A competition based on chance in which numbered tickets are sold for prizes that are awarded to the holders of numbers drawn at random. The prize may be money or goods. Lotteries are popular in many countries and are often used to raise funds for public services or to distribute a percentage of government revenue. Some governments outlaw them, while others endorse them and organize state or national lotteries.

In the fourteen-hundreds, the Dutch began holding lotteries to pay for town fortifications and charity. Queen Elizabeth I chartered England’s first state lottery in 1567, using proceeds to “reparation of the Havens and strength of the Realme.” Tickets cost ten shillings, a hefty sum for the time, and winners were guaranteed immunity from arrest for most crimes.

Today, 44 states and the District of Columbia run lotteries. The six that don’t—Alabama, Alaska, Hawaii, Mississippi, Nevada, and Utah—choose not to for reasons as diverse as their constituents. Some of these states have religious objections to gambling; others, like Alabama and Utah, already rely on oil revenues to fund government operations; still others, such as Nevada and Alaska, don’t want to compete with Vegas.
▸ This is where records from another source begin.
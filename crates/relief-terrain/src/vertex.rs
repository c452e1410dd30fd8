//! GPU vertex layout for the renderer

use bytemuck::{Pod, Zeroable};
use relief_core::{Color, Vec3};

/// Interleaved position + color, matching a `vec3<f32>, vec4<f32>` vertex
/// input. 28 bytes, tightly packed.
#[repr(C)]
#[derive(Copy, Clone, Debug, PartialEq, Pod, Zeroable)]
pub struct MeshVertex {
    pub position: [f32; 3],
    pub color: [f32; 4],
}

impl MeshVertex {
    pub fn new(position: Vec3, color: Color) -> Self {
        Self {
            position: position.to_array(),
            color: color.to_array(),
        }
    }
}

/// Interleave positions with colors. Vertices without a matching color get
/// white.
pub fn pack_vertices(positions: &[Vec3], colors: &[Color]) -> Vec<MeshVertex> {
    positions
        .iter()
        .enumerate()
        .map(|(i, p)| MeshVertex::new(*p, colors.get(i).copied().unwrap_or_default()))
        .collect()
}
//! Relief CLI - Command-line interface for the Relief terrain generator

mod commands;
mod export;

use anyhow::{Context, Result};
use clap::{Parser, Subcommand};
use commands::{animate, generate, init};
use relief_water::WaterStrategy;

#[derive(Parser)]
#[command(name = "relief")]
#[command(about = "Procedural heightmap terrain and water surface generator", long_about = None)]
#[command(version)]
struct Cli {
    /// Enable debug logging (overridden by RUST_LOG)
    #[arg(short, long, global = true)]
    verbose: bool,

    /// Worker threads for mesh generation (default: one per core)
    #[arg(long, global = true)]
    threads: Option<usize>,

    #[command(subcommand)]
    command: Commands,
}

#[derive(Subcommand)]
enum Commands {
    /// Write a default config file
    Init {
        /// Config file path
        #[arg(default_value = "relief.toml")]
        path: String,

        /// Overwrite an existing file
        #[arg(long)]
        force: bool,
    },

    /// Generate terrain and water, print statistics, optionally export JSON
    Generate {
        /// Path to config file (default: ./relief.toml if present)
        #[arg(short, long)]
        config: Option<String>,

        /// Detail factor multiplied into the base sizes
        #[arg(long)]
        resolution: Option<f32>,

        /// Height multiplier
        #[arg(long)]
        height: Option<f32>,

        /// Noise frequency scale
        #[arg(long)]
        noise_scale: Option<f32>,

        /// Noise seed
        #[arg(long)]
        seed: Option<u32>,

        /// Water depth offset
        #[arg(long)]
        water_depth: Option<f32>,

        /// Water strategy (planar or masked)
        #[arg(long)]
        water: Option<WaterStrategy>,

        /// Write terrain and water buffers to this JSON file
        #[arg(short, long)]
        output: Option<String>,

        /// Pretty-print the JSON output
        #[arg(long)]
        pretty: bool,
    },

    /// Run the wave simulation for a number of frames
    Animate {
        /// Path to config file (default: ./relief.toml if present)
        #[arg(short, long)]
        config: Option<String>,

        /// Number of frames to simulate
        #[arg(long, default_value = "120")]
        frames: u32,

        /// Frame time in seconds
        #[arg(long, default_value = "0.016666668")]
        dt: f64,

        /// Water strategy (planar or masked)
        #[arg(long)]
        water: Option<WaterStrategy>,

        /// Print a line every N frames
        #[arg(long, default_value = "30")]
        report_every: u32,
    },
}

fn init_logging(verbose: bool) {
    let default_filter = if verbose { "debug" } else { "info" };
    env_logger::Builder::from_env(env_logger::Env::default().default_filter_or(default_filter))
        .format_timestamp(None)
        .init();
}

fn main() -> Result<()> {
    let cli = Cli::parse();
    init_logging(cli.verbose);

    if let Some(threads) = cli.threads {
        rayon::ThreadPoolBuilder::new()
            .num_threads(threads)
            .build_global()
            .context("Failed to configure worker threads")?;
    }

    match cli.command {
        Commands::Init { path, force } => init::run(&path, force),
        Commands::Generate {
            config,
            resolution,
            height,
            noise_scale,
            seed,
            water_depth,
            water,
            output,
            pretty,
        } => generate::run(generate::GenerateArgs {
            config,
            resolution,
            height,
            noise_scale,
            seed,
            water_depth,
            water,
            output,
            pretty,
        }),
        Commands::Animate {
            config,
            frames,
            dt,
            water,
            report_every,
        } => animate::run(animate::AnimateArgs {
            config,
            frames,
            dt,
            water,
            report_every,
        }),
    }
}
While opponents of the lottery argue that its regressive nature obscures the broader economic issues it addresses, defenders point out that lotteries are responsive to economic fluctuations. They cite data showing that ticket sales increase as incomes drop, unemployment rises, and poverty rates grow. They also note that the demographics of the players are more favorable to government interests: They’re disproportionately low-income, less educated, nonwhite, and male.